The APA Practice Directorate, along with input from Divisions 38 and 40, addressed a proposed disability determination question.

On April 28, the American Psychological Association (APA) Practice Directorate, with assistance from Div. 38 (Health Psychology) and Div. 40 (Clinical Neuropsychology) submitted comments to the Social Security Administration (SSA) on proposed revisions to the medical criteria used for evaluating neurological disorders. 

In February the SSA proposed revised criteria for the Listings of Impairment (listings) for section 11.00, neurological disorders. The listings detail requirements for when the SSA should judge a medical condition to be disabling, and are used to evaluate claims for disability benefits under the Social Security disability insurance program or payments under the supplemental security income program. 
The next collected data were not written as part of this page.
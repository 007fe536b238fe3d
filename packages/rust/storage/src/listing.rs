//! Listing cache: the discovered note urls in `notes/database.json`.

use noteharvest_shared::{HarvestError, ListingRecord, Result};
use tracing::{debug, warn};

use crate::fs;
use crate::layout::NotesLayout;

/// Reads and writes the single listing record.
///
/// Only an explicit reset invalidates it; there is no staleness check.
#[derive(Debug, Clone)]
pub struct ListingCache {
    layout: NotesLayout,
}

impl ListingCache {
    pub fn new(layout: NotesLayout) -> Self {
        Self { layout }
    }

    /// Load the record. A missing or unreadable file is an empty record.
    pub async fn load(&self) -> Result<ListingRecord> {
        let path = self.layout.database_path();
        match fs::read_json::<ListingRecord>(&path).await {
            Ok(record) => Ok(record),
            Err(HarvestError::Io { source, .. })
                if source.kind() == std::io::ErrorKind::NotFound =>
            {
                Ok(ListingRecord::default())
            }
            Err(err @ HarvestError::CacheRead { .. }) => {
                warn!(error = %err, "listing cache unreadable, treating as empty");
                Ok(ListingRecord::default())
            }
            Err(err) => Err(err),
        }
    }

    /// Replace the record with a freshly discovered listing.
    pub async fn store(&self, urls: &[String]) -> Result<ListingRecord> {
        let record = ListingRecord::discovered(urls.to_vec());
        fs::write_json(&self.layout.database_path(), &record).await?;
        debug!(count = urls.len(), "listing cached");
        Ok(record)
    }
}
While noting that Div. 38 called the revised listings an incremental improvement, APA Practice submitted additional information from Div. 40 addressing the disability determination question of proposed section 11.00G: How do we [the SSA] evaluate a combination of functional limitations under these listings? 

The Practice Directorate’s letter noted that while a neurological evaluation may reveal a defined neurological disease, the determination of how much the disease impacts social functioning and daily living activities relies on self-report methods. Under the current methods, a neurological consultative examiner records a claimant’s self-reported statements but has no outside confirmation to determine whether the claimant’s functional limitation is as severe as reported. 

In cases where the course of the disease is not expected to be as severe, or for which treatment is expected to ameliorate symptoms, it was suggested that SSA conduct a determination of the validity of the claim for disability. Claimants in these cases would have both a neurologic examination to determine the nature and course of the neurologic disease, and a psychological consultative examination to determine functional limitations and the validity of the claim. 

The Practice Directorate will continue to monitor the Federal Register for any future notices regarding the SSA’s next steps that could impact practitioners.